Excerpted records:
____

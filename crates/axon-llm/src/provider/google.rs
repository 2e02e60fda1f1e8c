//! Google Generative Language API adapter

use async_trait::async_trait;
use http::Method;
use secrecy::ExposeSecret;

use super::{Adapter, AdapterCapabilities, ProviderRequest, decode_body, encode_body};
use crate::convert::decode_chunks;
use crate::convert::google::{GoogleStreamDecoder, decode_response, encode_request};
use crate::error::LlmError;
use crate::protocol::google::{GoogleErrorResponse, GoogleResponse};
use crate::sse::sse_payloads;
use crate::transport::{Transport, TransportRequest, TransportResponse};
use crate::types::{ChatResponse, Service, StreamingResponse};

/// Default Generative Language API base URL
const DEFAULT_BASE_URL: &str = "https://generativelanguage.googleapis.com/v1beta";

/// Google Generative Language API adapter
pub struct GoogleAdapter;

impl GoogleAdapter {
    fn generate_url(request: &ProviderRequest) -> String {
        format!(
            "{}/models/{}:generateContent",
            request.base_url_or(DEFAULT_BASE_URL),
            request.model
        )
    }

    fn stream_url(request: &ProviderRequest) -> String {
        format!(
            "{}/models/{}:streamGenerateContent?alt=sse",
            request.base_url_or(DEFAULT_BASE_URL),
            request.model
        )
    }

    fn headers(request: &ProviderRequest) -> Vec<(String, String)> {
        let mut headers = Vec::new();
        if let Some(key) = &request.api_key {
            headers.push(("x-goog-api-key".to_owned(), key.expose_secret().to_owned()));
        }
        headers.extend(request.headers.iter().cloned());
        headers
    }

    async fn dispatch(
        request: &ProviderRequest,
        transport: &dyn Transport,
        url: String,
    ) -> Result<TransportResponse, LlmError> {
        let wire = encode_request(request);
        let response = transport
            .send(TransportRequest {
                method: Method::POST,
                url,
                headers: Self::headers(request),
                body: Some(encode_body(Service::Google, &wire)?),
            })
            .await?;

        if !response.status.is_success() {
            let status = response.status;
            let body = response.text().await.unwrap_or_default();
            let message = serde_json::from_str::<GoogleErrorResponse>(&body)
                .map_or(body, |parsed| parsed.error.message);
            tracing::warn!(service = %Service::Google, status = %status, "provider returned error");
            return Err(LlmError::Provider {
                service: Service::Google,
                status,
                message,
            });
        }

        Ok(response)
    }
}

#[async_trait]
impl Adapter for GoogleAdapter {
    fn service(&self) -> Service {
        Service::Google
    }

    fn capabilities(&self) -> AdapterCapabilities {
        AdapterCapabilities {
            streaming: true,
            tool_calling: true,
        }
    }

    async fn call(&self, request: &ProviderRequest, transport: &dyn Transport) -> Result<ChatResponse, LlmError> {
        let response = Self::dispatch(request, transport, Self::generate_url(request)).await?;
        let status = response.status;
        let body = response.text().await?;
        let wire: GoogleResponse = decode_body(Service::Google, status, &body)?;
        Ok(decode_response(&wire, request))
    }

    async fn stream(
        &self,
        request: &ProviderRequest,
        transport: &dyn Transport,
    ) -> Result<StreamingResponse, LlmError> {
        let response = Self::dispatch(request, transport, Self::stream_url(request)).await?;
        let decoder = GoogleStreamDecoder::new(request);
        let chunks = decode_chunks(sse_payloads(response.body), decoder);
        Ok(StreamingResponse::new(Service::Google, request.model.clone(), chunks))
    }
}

____

Activity:
Across the records above, how many lines hold the string "status"? The number alone will do.

Reply:
6